Great! But what is DBT after all?
The DBT (data build tool) is a framework, which uses SQL as a syntax base, for processing/transforming analytical data. That is, it focuses on the Transformation (T) step of the ETL (Extraction, Transformation and Load).
In addition, the framework allows the use of macros and jinja in development, in order to use existing features and create customizations.
The framework allows connection to a series of analytical repositories, such as AWS Redshift, Bigquery, Snowflake, among others, as you can see described below! Interestingly, the framework allows specific configurations for each database/data platforms, thus enabling customizations to improve performance for each solution.
Another super important feature of this framework is related to the creation of DAGs, which is the chaining between the models (jobs) developed. And its composition is nothing more than the entire data processing workflow, the data pipeline (of course, considering specifically the transformation step)!
The DAGs are created during the job development itself, in reference to their codes. These DAGs can even be visualized graphically, as in the example below:
DBT is open-source and is constantly expanding, with feature additions, as versions have been launched!
To follow the releases, just check the link of the desired version.
There is also a paid and cloud version, which is provided by the Fishtown Analytics company, created by the creators and main developers (since the community also contributes) of the framework! The difference is that the paid solution provides an automated product, which contains some features, which allow, for example, the management and full administration of the workflow schedules, access security, allowing the monitoring of the entire log through the graphical interface.
The open-source framework obviously requires development to automate the tracking and scheduling process.
And what are the pros and cons of this Framework?
Of course, this type of analysis is very particular, as each company has its needs and expectations in different aspects, and these factors should be onsidered individually during the analytical process.
That being said, I’ve consolidated the most relevant topics to be considered, considering updated topics, since the first post (in Portuguese) considered the main points faced in the past.
Nice! And how can I install and configure DBT?
Its installation could be mainly carried out on Linux (Ubuntu, Debian, and CentOS), Windows, and macOS, and the requirement for this is to have Python 3.6 installed! However, now, with the facilities of the Dockers, it’s easier to have it installed, considering your necessities and customizations needs, based on images already available by them.
To install, follow the step-by-step instructions provided in this doc.
Once the framework is installed, a directory is created, with the composite divisions, as described in the image below:
Each folder created within this directory has a specific purpose, namely:
- analysis: Where analytical queries are stored, such as reports.
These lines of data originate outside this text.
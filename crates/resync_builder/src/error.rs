//! Error types for the inventory builder.

use resync_codec::CodecError;
use resync_core::CoreError;
use std::io;
use std::path::PathBuf;
use thiserror::Error;

/// Result type for build operations.
pub type BuildResult<T> = Result<T, BuildError>;

/// Errors that abort a build.
///
/// Failures of individual files during a disk scan do not surface here;
/// they are recorded in the build report instead.
#[derive(Error, Debug)]
pub enum BuildError {
    /// An exclusion pattern is not a valid regular expression.
    #[error("invalid exclude pattern {pattern:?}: {message}")]
    InvalidPattern {
        /// The offending pattern.
        pattern: String,
        /// Compiler message.
        message: String,
    },

    /// The scan root does not exist or is not a directory.
    #[error("source not found: {}", path.display())]
    SourceNotFound {
        /// The root that was requested.
        path: PathBuf,
    },

    /// A document could not be fetched.
    #[error("fetch failed for {uri}: {message}")]
    Fetch {
        /// URI being fetched.
        uri: String,
        /// Error message.
        message: String,
    },

    /// I/O error.
    #[error("I/O error: {0}")]
    Io(#[from] io::Error),

    /// Codec error, including an index where a leaf was expected.
    #[error("codec error: {0}")]
    Codec(#[from] CodecError),

    /// Model error.
    #[error("core error: {0}")]
    Core(#[from] CoreError),
}

impl BuildError {
    /// Create a fetch error.
    pub fn fetch(uri: impl Into<String>, message: impl Into<String>) -> Self {
        Self::Fetch {
            uri: uri.into(),
            message: message.into(),
        }
    }

    /// Returns true if the failure was an index where a leaf was expected.
    pub fn is_unexpected_index(&self) -> bool {
        matches!(self, Self::Codec(e) if e.is_unexpected_index())
    }
}
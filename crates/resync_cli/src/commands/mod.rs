//! CLI command implementations.

pub mod inventory;
pub mod read;

/// Splits a `LEFT=RIGHT` mapping argument.
pub fn parse_mapping(arg: &str) -> Result<(&str, &str), String> {
    match arg.split_once('=') {
        Some((left, right)) if !left.is_empty() && !right.is_empty() => Ok((left, right)),
        _ => Err(format!("invalid mapping {arg:?}, expected LEFT=RIGHT")),
    }
}
//! Building inventories from sitemap documents.

use crate::builder::{BuildReport, InventoryBuilder};
use crate::error::{BuildError, BuildResult};
use crate::fetch::DocumentFetcher;
use resync_codec::{decode_into, parse_document, CodecError, SitemapDocument};
use resync_core::Inventory;
use tracing::{debug, info};

impl InventoryBuilder {
    /// Fetches and decodes a document, leaving index handling to the caller.
    ///
    /// # Errors
    ///
    /// Returns [`BuildError::Fetch`] if the document cannot be retrieved and
    /// [`BuildError::Codec`] if it does not decode.
    pub fn from_remote(
        &self,
        fetcher: &dyn DocumentFetcher,
        uri: &str,
    ) -> BuildResult<SitemapDocument> {
        let bytes = fetcher.fetch(uri)?;
        Ok(parse_document(&bytes)?)
    }

    /// Fetches a leaf document and adds its resources to `inventory`.
    ///
    /// Returns the number of entries read.
    ///
    /// # Errors
    ///
    /// An index yields `BuildError::Codec(CodecError::UnexpectedIndex(..))`
    /// and leaves `inventory` unchanged.
    pub fn from_remote_into(
        &self,
        fetcher: &dyn DocumentFetcher,
        uri: &str,
        inventory: &mut Inventory,
    ) -> BuildResult<usize> {
        let bytes = fetcher.fetch(uri)?;
        let added = decode_into(&bytes, inventory)?;
        debug!(uri, added, "read sitemap");
        Ok(added)
    }

    /// Fetches a document and, if it is an index, every child it lists.
    ///
    /// Children are merged in index order. Nested indexes are rejected.
    /// Cancellation is checked before each child.
    pub fn collect_remote(
        &self,
        fetcher: &dyn DocumentFetcher,
        uri: &str,
    ) -> BuildResult<BuildReport> {
        let mut report = BuildReport::default();
        match self.from_remote(fetcher, uri)? {
            SitemapDocument::Urlset(inventory) => {
                report.added = inventory.len();
                report.inventory = inventory;
            }
            SitemapDocument::Index(index) => {
                info!(uri, children = index.len(), "following sitemapindex");
                for child in index.locs() {
                    if self.is_cancelled() {
                        info!(added = report.added, "remote collection cancelled");
                        report.cancelled = true;
                        break;
                    }
                    report.added += self
                        .from_remote_into(fetcher, child, &mut report.inventory)
                        .map_err(|e| nested(child, e))?;
                }
            }
        }
        Ok(report)
    }
}

fn nested(child: &str, err: BuildError) -> BuildError {
    match err {
        BuildError::Codec(CodecError::UnexpectedIndex(_)) => {
            BuildError::Codec(CodecError::malformed(format!(
                "{child} is a nested sitemapindex"
            )))
        }
        other => other,
    }
}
- data: Where raw data sample files should be stored
- dbt_modules: Where dbt packages are installed
- logs: Where the dbt logs are stored
- macros: Where macros are stored that can be reused
- models: Where the data models are actually created, with .sql extension
- snapshots: Where snapshots are stored
- target: Where the dbt will store the sql scripts compiled to create the models
- tests: Where test files are stored
- The dbt_project.yml file is the file that contains configuration parameters for pipeline execution using internal directories for data processing and possible variables to be considered.
After installation, in addition to the folder created in the installation desktop, a new hidden folder called dbt is created on your desktop with a file called profiles.yml. This file must be updated with the access parameters to the analytical repository to be used, as seen below.
Once the installation and configurations are completed, just start the data transformation development process using DBT!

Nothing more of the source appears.